------ Supplied data

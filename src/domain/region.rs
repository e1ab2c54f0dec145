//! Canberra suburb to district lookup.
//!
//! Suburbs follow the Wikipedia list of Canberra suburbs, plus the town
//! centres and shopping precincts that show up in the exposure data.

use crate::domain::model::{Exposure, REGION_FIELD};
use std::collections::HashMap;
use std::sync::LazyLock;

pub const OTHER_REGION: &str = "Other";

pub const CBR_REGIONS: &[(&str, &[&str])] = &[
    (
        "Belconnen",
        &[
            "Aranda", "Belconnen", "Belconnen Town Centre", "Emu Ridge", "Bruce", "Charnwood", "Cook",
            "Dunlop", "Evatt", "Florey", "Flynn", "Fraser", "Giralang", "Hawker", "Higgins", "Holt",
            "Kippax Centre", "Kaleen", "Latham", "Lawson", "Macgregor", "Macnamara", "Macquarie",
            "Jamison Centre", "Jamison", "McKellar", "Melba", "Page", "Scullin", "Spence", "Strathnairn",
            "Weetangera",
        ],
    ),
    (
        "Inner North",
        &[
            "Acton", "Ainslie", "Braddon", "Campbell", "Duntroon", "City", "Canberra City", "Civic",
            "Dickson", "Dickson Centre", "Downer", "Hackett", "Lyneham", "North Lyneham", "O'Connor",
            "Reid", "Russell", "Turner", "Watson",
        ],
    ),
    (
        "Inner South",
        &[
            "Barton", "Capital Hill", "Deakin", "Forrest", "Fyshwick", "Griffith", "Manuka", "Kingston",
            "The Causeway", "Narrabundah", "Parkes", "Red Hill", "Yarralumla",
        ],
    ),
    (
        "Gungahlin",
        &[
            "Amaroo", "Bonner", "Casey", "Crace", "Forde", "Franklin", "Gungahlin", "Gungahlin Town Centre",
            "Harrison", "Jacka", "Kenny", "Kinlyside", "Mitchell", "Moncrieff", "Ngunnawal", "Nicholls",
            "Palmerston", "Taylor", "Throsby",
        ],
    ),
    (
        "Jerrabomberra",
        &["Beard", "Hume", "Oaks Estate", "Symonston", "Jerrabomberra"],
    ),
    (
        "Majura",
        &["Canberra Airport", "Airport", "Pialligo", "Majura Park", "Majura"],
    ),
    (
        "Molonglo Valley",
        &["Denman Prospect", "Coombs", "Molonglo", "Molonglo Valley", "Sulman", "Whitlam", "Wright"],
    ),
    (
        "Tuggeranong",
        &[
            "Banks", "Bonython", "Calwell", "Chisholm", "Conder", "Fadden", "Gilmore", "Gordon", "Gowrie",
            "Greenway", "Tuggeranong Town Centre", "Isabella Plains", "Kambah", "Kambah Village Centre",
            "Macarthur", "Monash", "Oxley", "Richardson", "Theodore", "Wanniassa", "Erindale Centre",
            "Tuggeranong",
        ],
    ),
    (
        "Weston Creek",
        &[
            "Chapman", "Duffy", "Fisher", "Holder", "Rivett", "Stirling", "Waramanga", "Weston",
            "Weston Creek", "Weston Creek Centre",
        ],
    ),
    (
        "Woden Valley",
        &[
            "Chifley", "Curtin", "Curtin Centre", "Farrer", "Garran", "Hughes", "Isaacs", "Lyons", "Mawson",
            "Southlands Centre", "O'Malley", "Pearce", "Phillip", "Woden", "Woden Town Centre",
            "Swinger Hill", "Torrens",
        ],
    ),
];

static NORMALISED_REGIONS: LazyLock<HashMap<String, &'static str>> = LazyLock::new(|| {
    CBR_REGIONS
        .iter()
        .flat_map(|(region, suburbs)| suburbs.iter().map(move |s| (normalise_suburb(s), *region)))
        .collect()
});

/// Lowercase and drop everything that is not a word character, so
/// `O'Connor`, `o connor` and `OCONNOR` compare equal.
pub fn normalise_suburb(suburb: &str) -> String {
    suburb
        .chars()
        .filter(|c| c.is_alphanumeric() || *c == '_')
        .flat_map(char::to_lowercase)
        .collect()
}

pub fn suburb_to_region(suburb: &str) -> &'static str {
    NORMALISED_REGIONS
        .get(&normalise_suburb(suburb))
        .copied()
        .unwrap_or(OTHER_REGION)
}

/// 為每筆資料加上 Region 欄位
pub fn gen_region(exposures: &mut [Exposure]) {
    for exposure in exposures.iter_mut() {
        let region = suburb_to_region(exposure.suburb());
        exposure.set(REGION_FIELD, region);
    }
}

------------
------ Supplied data

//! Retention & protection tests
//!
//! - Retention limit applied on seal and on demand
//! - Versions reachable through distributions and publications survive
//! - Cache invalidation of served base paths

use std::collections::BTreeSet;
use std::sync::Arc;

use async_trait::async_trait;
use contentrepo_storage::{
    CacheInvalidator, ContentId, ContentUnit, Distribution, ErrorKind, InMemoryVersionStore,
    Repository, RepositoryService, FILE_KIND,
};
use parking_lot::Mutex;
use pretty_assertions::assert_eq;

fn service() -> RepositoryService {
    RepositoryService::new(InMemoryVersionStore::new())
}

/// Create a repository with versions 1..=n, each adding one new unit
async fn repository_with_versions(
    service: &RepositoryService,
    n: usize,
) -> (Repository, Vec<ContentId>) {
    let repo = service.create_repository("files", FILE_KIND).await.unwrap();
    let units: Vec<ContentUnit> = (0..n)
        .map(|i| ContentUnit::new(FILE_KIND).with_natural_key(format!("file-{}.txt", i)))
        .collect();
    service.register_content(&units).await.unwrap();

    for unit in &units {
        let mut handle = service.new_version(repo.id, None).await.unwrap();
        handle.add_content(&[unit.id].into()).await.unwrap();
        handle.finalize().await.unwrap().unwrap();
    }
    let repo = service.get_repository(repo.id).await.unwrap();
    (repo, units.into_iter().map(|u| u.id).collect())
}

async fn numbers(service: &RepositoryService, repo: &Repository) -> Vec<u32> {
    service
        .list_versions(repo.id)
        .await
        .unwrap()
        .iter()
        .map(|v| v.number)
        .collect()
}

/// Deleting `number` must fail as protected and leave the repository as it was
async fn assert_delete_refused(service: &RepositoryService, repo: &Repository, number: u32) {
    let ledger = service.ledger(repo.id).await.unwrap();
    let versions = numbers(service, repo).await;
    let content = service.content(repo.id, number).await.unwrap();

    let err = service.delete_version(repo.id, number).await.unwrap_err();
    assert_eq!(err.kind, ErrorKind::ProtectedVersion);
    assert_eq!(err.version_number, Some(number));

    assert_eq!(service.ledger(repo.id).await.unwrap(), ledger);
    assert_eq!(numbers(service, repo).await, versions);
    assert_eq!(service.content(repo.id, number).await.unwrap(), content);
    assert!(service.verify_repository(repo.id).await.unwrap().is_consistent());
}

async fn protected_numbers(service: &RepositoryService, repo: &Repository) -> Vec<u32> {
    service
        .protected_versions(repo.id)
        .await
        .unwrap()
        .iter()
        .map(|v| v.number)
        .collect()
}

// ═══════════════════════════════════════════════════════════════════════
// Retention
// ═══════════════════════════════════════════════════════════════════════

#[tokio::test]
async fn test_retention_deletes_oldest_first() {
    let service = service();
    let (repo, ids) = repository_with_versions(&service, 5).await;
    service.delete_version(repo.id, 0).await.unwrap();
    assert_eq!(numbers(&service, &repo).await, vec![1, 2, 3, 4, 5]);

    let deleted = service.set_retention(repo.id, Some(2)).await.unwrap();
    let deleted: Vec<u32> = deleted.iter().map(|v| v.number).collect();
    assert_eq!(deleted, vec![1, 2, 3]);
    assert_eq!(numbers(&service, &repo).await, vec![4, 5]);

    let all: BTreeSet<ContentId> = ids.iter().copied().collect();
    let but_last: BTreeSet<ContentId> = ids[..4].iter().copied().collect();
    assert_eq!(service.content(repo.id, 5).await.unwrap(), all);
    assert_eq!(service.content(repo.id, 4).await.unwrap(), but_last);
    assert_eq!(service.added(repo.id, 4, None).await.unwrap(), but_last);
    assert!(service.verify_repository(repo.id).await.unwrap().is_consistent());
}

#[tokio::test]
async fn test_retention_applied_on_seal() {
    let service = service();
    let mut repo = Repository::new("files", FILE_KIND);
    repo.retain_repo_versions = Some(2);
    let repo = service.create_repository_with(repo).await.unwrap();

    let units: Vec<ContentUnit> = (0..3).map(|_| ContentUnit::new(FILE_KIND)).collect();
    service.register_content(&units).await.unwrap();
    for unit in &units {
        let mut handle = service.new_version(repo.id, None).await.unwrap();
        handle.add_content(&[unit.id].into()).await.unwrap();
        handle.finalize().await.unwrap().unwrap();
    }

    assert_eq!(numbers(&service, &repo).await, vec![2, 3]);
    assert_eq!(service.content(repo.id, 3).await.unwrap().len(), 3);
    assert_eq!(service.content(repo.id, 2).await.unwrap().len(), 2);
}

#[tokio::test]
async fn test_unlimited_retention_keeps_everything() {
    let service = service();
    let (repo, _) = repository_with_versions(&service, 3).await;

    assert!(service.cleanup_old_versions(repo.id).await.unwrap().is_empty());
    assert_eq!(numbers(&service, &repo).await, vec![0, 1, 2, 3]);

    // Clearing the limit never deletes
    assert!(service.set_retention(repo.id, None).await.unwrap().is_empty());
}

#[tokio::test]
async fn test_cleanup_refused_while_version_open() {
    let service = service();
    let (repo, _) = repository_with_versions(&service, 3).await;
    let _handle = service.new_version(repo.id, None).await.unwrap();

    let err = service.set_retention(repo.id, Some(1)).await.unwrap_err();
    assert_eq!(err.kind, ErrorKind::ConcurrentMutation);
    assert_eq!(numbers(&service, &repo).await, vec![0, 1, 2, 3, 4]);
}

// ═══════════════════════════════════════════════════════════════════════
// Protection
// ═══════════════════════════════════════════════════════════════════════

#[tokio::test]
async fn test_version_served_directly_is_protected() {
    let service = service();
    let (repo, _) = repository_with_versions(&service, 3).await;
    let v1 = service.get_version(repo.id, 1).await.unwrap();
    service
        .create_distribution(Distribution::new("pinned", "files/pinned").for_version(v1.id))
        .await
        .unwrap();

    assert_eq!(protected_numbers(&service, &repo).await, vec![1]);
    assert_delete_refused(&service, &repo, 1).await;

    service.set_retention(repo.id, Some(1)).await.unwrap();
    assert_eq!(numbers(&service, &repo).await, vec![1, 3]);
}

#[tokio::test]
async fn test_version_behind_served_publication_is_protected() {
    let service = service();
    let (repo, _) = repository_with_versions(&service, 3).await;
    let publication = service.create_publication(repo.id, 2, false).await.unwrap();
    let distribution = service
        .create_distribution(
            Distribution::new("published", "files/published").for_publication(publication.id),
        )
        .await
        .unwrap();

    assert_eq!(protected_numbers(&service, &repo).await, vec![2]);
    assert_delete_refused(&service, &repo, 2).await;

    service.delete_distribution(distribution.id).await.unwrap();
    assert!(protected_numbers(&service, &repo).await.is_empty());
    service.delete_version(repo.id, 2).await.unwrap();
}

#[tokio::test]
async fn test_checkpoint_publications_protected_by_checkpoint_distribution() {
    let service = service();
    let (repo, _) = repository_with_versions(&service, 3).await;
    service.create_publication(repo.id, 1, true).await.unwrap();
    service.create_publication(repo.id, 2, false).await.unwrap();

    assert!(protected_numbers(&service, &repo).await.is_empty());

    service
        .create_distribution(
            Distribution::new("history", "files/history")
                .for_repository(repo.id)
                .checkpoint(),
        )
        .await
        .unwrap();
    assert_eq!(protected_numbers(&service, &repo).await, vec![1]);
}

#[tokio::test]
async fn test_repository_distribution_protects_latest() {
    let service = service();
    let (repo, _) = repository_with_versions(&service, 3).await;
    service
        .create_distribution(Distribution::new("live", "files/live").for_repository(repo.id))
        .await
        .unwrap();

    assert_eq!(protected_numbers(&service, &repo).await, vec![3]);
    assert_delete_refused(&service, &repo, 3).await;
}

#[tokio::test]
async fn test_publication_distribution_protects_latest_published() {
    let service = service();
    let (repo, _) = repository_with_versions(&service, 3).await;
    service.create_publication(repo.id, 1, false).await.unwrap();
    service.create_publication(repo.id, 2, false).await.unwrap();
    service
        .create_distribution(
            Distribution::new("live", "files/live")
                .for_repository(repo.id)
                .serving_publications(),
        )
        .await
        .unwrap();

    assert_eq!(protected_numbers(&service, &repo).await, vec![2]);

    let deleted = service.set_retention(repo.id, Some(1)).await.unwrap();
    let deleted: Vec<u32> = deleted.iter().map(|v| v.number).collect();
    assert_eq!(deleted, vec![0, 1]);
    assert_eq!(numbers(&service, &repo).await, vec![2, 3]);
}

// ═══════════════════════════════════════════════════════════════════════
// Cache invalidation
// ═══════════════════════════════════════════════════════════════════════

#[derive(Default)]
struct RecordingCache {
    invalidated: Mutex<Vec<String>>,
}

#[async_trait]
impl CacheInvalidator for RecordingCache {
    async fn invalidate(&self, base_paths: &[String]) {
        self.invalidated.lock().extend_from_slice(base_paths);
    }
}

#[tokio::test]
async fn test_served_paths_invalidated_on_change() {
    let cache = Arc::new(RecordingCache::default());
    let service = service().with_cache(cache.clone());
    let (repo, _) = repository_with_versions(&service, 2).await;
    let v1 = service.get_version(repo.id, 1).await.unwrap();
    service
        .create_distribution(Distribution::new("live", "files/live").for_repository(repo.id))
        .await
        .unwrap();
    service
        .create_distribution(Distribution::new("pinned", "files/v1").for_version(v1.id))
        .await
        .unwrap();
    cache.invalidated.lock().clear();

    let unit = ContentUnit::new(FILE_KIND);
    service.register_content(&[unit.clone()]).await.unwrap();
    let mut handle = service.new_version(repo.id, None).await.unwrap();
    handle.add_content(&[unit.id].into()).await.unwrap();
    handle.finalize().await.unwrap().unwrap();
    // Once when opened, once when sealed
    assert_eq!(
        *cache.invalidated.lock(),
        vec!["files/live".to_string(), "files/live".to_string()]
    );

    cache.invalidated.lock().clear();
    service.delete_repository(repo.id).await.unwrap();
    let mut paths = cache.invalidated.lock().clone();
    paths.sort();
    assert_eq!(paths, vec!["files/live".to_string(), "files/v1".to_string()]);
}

------------

Directions for this task: Search the entries for the string "Belconnen". Copy every line that has it.

Result for this task:
        "Belconnen",
            "Aranda", "Belconnen", "Belconnen Town Centre", "Emu Ridge", "Bruce", "Charnwood", "Cook",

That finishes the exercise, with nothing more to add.